Tax is a subject many people would like to avoid. However if you would like to significantly reduce or eliminate taxes and have the ability to redirect those dollars to better use, Tom Mishoe of Tax Plan Advisors can tell you how. He brings to the table expert advice as a highly accomplished and experienced Financial and Strategic Advisor.
1:17 Tom’s extensive professional achievements.
3:51 Tom tells a little about himself personally.
5:08 How did you get involved in tax planning?
- Background as a CPA provided basic understanding of taxes coupled with advisory work with businesses and business owners often included a focus on how to reduce taxes.
- How to best serve clients under a collaborative advisory approach has always been a point of discussion with his good friend and now business partner, Greg Burke.
- Tom gained clarity on the symbiotic relationship between tax planning and financial planning and has since committed to providing clients with the combination.
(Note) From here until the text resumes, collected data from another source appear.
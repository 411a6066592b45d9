//! Auth Router

use axum::{
    Router,
    body::Body,
    http::Request,
    middleware::{self, Next},
    routing::{get, post},
};
use std::sync::Arc;

use crate::application::config::AuthConfig;
use crate::domain::repository::AuthStore;
use crate::infra::postgres::PgAuthRepository;
use crate::presentation::handlers::{self, AuthAppState};
use crate::presentation::middleware::{AuthMiddlewareState, require_auth_session};

/// Create the Auth router with PostgreSQL repository
pub fn auth_router(repo: PgAuthRepository, config: AuthConfig) -> Router {
    auth_router_generic(repo, config)
}

/// Create a generic Auth router for any repository implementation
pub fn auth_router_generic<R>(repo: R, config: AuthConfig) -> Router
where
    R: AuthStore,
{
    let state = AuthAppState {
        repo: Arc::new(repo),
        config: Arc::new(config),
    };
    let guard = AuthMiddlewareState::new(state.repo.clone(), state.config.clone());

    let protected = Router::new()
        .route("/me", get(handlers::me::<R>))
        .route_layer(middleware::from_fn(move |req: Request<Body>, next: Next| {
            require_auth_session(guard.clone(), req, next)
        }));

    Router::new()
        .route("/signup", post(handlers::sign_up::<R>))
        .route("/login", post(handlers::login::<R>))
        .route("/logout", post(handlers::logout::<R>))
        .route("/status", get(handlers::session_status::<R>))
        .merge(protected)
        .with_state(state)
}
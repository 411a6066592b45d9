//! Error Kind - Classification of errors
//!
//! Defines the [`ErrorKind`] enum that maps to HTTP status codes.

use serde::Serialize;

/// Error classification shared by every crate.
///
/// Each variant maps to exactly one HTTP status code (RFC 9110).
///
/// ## Examples
/// ```rust
/// use kernel::error::kind::ErrorKind;
///
/// let kind = ErrorKind::NotFound;
/// assert_eq!(kind.status_code(), 404);
/// assert_eq!(kind.as_str(), "Not Found");
/// ```
#[derive(Debug, Clone, Copy, PartialEq, Eq, Serialize)]
#[serde(rename_all = "SCREAMING_SNAKE_CASE")]
#[non_exhaustive]
pub enum ErrorKind {
    /// 400 - malformed or semantically invalid input
    BadRequest,
    /// 401 - no valid session
    Unauthorized,
    /// 403 - session lacks the required role
    Forbidden,
    /// 404 - resource does not exist
    NotFound,
    /// 409 - request conflicts with current state
    Conflict,
    /// 422 - well-formed but unprocessable entity
    UnprocessableEntity,
    /// 423 - account temporarily locked
    Locked,
    /// 429 - rate limit exceeded
    TooManyRequests,
    /// 500 - unexpected server failure
    InternalServerError,
    /// 502 - an upstream collaborator failed
    BadGateway,
    /// 503 - dependency not configured or unavailable
    ServiceUnavailable,
}

impl ErrorKind {
    /// HTTP status code for this kind
    ///
    /// ```rust
    /// use kernel::error::kind::ErrorKind;
    /// assert_eq!(ErrorKind::BadRequest.status_code(), 400);
    /// assert_eq!(ErrorKind::Conflict.status_code(), 409);
    /// ```
    #[inline]
    pub const fn status_code(&self) -> u16 {
        match self {
            ErrorKind::BadRequest => 400,
            ErrorKind::Unauthorized => 401,
            ErrorKind::Forbidden => 403,
            ErrorKind::NotFound => 404,
            ErrorKind::Conflict => 409,
            ErrorKind::UnprocessableEntity => 422,
            ErrorKind::Locked => 423,
            ErrorKind::TooManyRequests => 429,
            ErrorKind::InternalServerError => 500,
            ErrorKind::BadGateway => 502,
            ErrorKind::ServiceUnavailable => 503,
        }
    }

    /// Standard reason phrase
    #[inline]
    pub const fn as_str(&self) -> &'static str {
        match self {
            ErrorKind::BadRequest => "Bad Request",
            ErrorKind::Unauthorized => "Unauthorized",
            ErrorKind::Forbidden => "Forbidden",
            ErrorKind::NotFound => "Not Found",
            ErrorKind::Conflict => "Conflict",
            ErrorKind::UnprocessableEntity => "Unprocessable Entity",
            ErrorKind::Locked => "Locked",
            ErrorKind::TooManyRequests => "Too Many Requests",
            ErrorKind::InternalServerError => "Internal Server Error",
            ErrorKind::BadGateway => "Bad Gateway",
            ErrorKind::ServiceUnavailable => "Service Unavailable",
        }
    }

    /// 5xx errors. These should always be logged.
    #[inline]
    pub const fn is_server_error(&self) -> bool {
        self.status_code() >= 500
    }

    /// 4xx errors
    #[inline]
    pub const fn is_client_error(&self) -> bool {
        let code = self.status_code();
        code >= 400 && code < 500
    }
}

impl std::fmt::Display for ErrorKind {
    fn fmt(&self, f: &mut std::fmt::Formatter<'_>) -> std::fmt::Result {
        write!(f, "{}", self.as_str())
    }
}
//! Domain Layer - Business logic and entities
//!
//! This layer contains:
//! - Domain entities (Worker, VerificationRecord, Complaint, Incident, AuditEntry)
//! - Domain value objects (WorkerCategory, statuses, WorkerIdentifier, Severity)
//! - Domain services (QR payload, verification endpoint, image decoding)
//! - Repository and gateway traits (interfaces)

pub mod entity;
pub mod gateway;
pub mod repository;
pub mod services;
pub mod value_object;
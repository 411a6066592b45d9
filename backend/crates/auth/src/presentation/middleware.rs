//! Auth Middleware
//!
//! Resolves the session for protected routes and hands the caller to
//! handlers as a [`CurrentUser`] request extension.

use axum::body::Body;
use axum::extract::FromRequestParts;
use axum::http::{Request, request::Parts};
use axum::middleware::Next;
use axum::response::{IntoResponse, Response};
use kernel::id::{AuthSessionId, UserId};
use platform::client::{extract_client_ip, extract_fingerprint};
use std::sync::Arc;

use crate::application::CheckSessionUseCase;
use crate::application::config::AuthConfig;
use crate::domain::repository::AuthSessionRepository;
use crate::domain::value_object::user_role::UserRole;
use crate::error::AuthError;

/// Middleware state
#[derive(Clone)]
pub struct AuthMiddlewareState<R>
where
    R: AuthSessionRepository + Clone + Send + Sync + 'static,
{
    pub repo: Arc<R>,
    pub config: Arc<AuthConfig>,
    /// Roles allowed through; empty admits any signed-in user
    pub roles: &'static [UserRole],
}

impl<R> AuthMiddlewareState<R>
where
    R: AuthSessionRepository + Clone + Send + Sync + 'static,
{
    pub fn new(repo: Arc<R>, config: Arc<AuthConfig>) -> Self {
        Self {
            repo,
            config,
            roles: &[],
        }
    }

    pub fn with_roles(mut self, roles: &'static [UserRole]) -> Self {
        self.roles = roles;
        self
    }
}

/// The authenticated caller
#[derive(Debug, Clone, Copy)]
pub struct CurrentUser {
    pub user_id: UserId,
    pub role: UserRole,
    pub session_id: AuthSessionId,
}

impl<S> FromRequestParts<S> for CurrentUser
where
    S: Send + Sync,
{
    type Rejection = AuthError;

    async fn from_request_parts(parts: &mut Parts, _state: &S) -> Result<Self, Self::Rejection> {
        parts
            .extensions
            .get::<CurrentUser>()
            .copied()
            .ok_or(AuthError::SessionInvalid)
    }
}

/// Middleware that requires a valid auth session, and one of the configured roles
pub async fn require_auth_session<R>(
    state: AuthMiddlewareState<R>,
    mut req: Request<Body>,
    next: Next,
) -> Result<Response, Response>
where
    R: AuthSessionRepository + Clone + Send + Sync + 'static,
{
    let headers = req.headers();

    let client_ip = req
        .extensions()
        .get::<axum::extract::ConnectInfo<std::net::SocketAddr>>()
        .map(|info| info.0.ip());

    let client_ip = extract_client_ip(headers, client_ip);

    let fingerprint = match extract_fingerprint(headers, client_ip) {
        Ok(fp) => fp,
        Err(e) => return Err(AuthError::from(e).into_response()),
    };

    let Some(token) =
        platform::cookie::extract_session_token(headers, &state.config.session_cookie_name)
    else {
        return Err(AuthError::SessionInvalid.into_response());
    };

    let use_case = CheckSessionUseCase::new(state.repo.clone(), state.config.clone());
    let session = use_case
        .get_session(&token, &fingerprint.hash)
        .await
        .map_err(IntoResponse::into_response)?;

    if !state.roles.is_empty() && !state.roles.contains(&session.user_role) {
        let required = state
            .roles
            .iter()
            .map(UserRole::code)
            .collect::<Vec<_>>()
            .join(" or ");
        return Err(AuthError::RoleRequired(required).into_response());
    }

    req.extensions_mut().insert(CurrentUser {
        user_id: session.user_id,
        role: session.user_role,
        session_id: session.session_id,
    });

    Ok(next.run(req).await)
}
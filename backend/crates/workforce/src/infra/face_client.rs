//! HTTP client for the external face-matching service
//!
//! `POST {base}/compare` with both images base64-encoded; the service
//! answers `{"similarity": f64, "livenessConfidence": f64}` on a 0-100
//! scale.

use std::time::Duration;

use base64::Engine;
use base64::engine::general_purpose;
use serde::{Deserialize, Serialize};

use crate::domain::gateway::{FaceComparison, FaceMatcher};
use crate::error::{WorkforceError, WorkforceResult};

const DEFAULT_TIMEOUT: Duration = Duration::from_secs(15);
const DEFAULT_CONNECT_TIMEOUT: Duration = Duration::from_secs(5);

#[derive(Clone)]
pub struct HttpFaceMatcher {
    http_client: reqwest::Client,
    base_url: String,
    api_key: Option<String>,
}

#[derive(Serialize)]
#[serde(rename_all = "camelCase")]
struct CompareRequest {
    source_image: String,
    target_image: String,
}

#[derive(Debug, Deserialize)]
#[serde(rename_all = "camelCase")]
struct CompareResponse {
    #[serde(default)]
    similarity: f64,
    #[serde(default)]
    liveness_confidence: f64,
}

impl HttpFaceMatcher {
    pub fn new(base_url: impl AsRef<str>, api_key: Option<String>) -> Self {
        let http_client = reqwest::Client::builder()
            .timeout(DEFAULT_TIMEOUT)
            .connect_timeout(DEFAULT_CONNECT_TIMEOUT)
            .build()
            .unwrap_or_default();
        Self {
            http_client,
            base_url: base_url.as_ref().trim_end_matches('/').to_string(),
            api_key: api_key.filter(|k| !k.is_empty()),
        }
    }
}

impl FaceMatcher for HttpFaceMatcher {
    async fn compare(&self, reference: &[u8], live: &[u8]) -> WorkforceResult<FaceComparison> {
        let url = format!("{}/compare", self.base_url);
        let body = CompareRequest {
            source_image: general_purpose::STANDARD.encode(reference),
            target_image: general_purpose::STANDARD.encode(live),
        };

        let mut request = self.http_client.post(&url).json(&body);
        if let Some(key) = &self.api_key {
            request = request.header("x-api-key", key);
        }

        let response = request.send().await.map_err(|e| {
            if e.is_timeout() {
                WorkforceError::FaceService(format!("request timed out: {e}"))
            } else if e.is_connect() {
                WorkforceError::FaceService(format!("connection failed: {e}"))
            } else {
                WorkforceError::FaceService(e.to_string())
            }
        })?;

        if !response.status().is_success() {
            return Err(WorkforceError::FaceService(format!(
                "HTTP status {}",
                response.status()
            )));
        }

        let parsed: CompareResponse = response
            .json()
            .await
            .map_err(|e| WorkforceError::FaceService(format!("invalid response: {e}")))?;

        Ok(FaceComparison {
            similarity: parsed.similarity.clamp(0.0, 100.0),
            liveness_confidence: parsed.liveness_confidence.clamp(0.0, 100.0),
        })
    }
}
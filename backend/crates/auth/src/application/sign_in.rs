//! Sign In Use Case
//!
//! Authenticates by email or mobile and password, and opens a session.

use std::sync::Arc;

use platform::client::ClientFingerprint;
use platform::crypto::sign_token;
use platform::password::ClearTextPassword;

use crate::application::config::AuthConfig;
use crate::domain::entity::{auth_session::AuthSession, user::User};
use crate::domain::repository::{AuthSessionRepository, UserRepository};
use crate::domain::value_object::{email::Email, mobile::Mobile};
use crate::error::{AuthError, AuthResult};

/// Sign in input
pub struct SignInInput {
    /// Email or mobile number
    pub identifier: String,
    pub password: String,
}

/// Sign in output
#[derive(Debug, Clone)]
pub struct SignInOutput {
    /// Signed token for the cookie and the bearer header
    pub session_token: String,
    pub user: User,
}

/// Sign in use case
pub struct SignInUseCase<R>
where
    R: UserRepository + AuthSessionRepository,
{
    repo: Arc<R>,
    config: Arc<AuthConfig>,
}

impl<R> SignInUseCase<R>
where
    R: UserRepository + AuthSessionRepository,
{
    pub fn new(repo: Arc<R>, config: Arc<AuthConfig>) -> Self {
        Self { repo, config }
    }

    pub async fn execute(
        &self,
        input: SignInInput,
        fingerprint: ClientFingerprint,
    ) -> AuthResult<SignInOutput> {
        let identifier = input.identifier.trim();

        let user = if identifier.contains('@') {
            let email = Email::new(identifier).map_err(|_| AuthError::InvalidCredentials)?;
            self.repo.find_by_email(&email).await?
        } else {
            let mobile = Mobile::new(identifier).map_err(|_| AuthError::InvalidCredentials)?;
            self.repo.find_by_mobile(&mobile).await?
        };

        let mut user = user.ok_or(AuthError::InvalidCredentials)?;

        if !user.is_active {
            return Err(AuthError::AccountDisabled);
        }
        if user.is_locked() {
            return Err(AuthError::AccountLocked);
        }

        let password = ClearTextPassword::for_login(input.password);
        if !user.password_hash.verify(&password, self.config.pepper()) {
            user.record_failure();
            self.repo.update_login_state(&user).await?;
            if user.is_locked() {
                tracing::warn!(user_id = %user.user_id, "Account locked after repeated failures");
            }
            return Err(AuthError::InvalidCredentials);
        }

        user.record_login();
        self.repo.update_login_state(&user).await?;

        let session = AuthSession::new(
            user.user_id,
            user.user_role,
            &fingerprint,
            self.config.session_ttl_chrono(),
        );
        self.repo.create_session(&session).await?;

        let session_token = sign_token(&self.config.session_secret, &session.session_id.to_string());

        tracing::info!(
            user_id = %user.user_id,
            session_id = %session.session_id,
            role = %user.user_role,
            "User signed in"
        );

        Ok(SignInOutput {
            session_token,
            user,
        })
    }
}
- The number one eroding factor to creating income and long term wealth is taxation.
8:38 Who is your ideal client?
- Someone who has had significant past tax payments and significant current tax liabilities or expects increasingly future tax payments due to increasing income or higher future tax rates.
- It helps to be either self-employed or a business owner.
- Other professionals such as CPAs, Enrolled Agents, Financial Advisors, Insurance Agents and Attorneys.
10:40 Give us an example of what a typical tax saving would look like and one of your tax-saving strategies.
- While there are common denominators across tax planning engagements each client’s situation is unique, thus resulting in unique and customized tax plans and tax strategies for each client.
- Tom provides a case study.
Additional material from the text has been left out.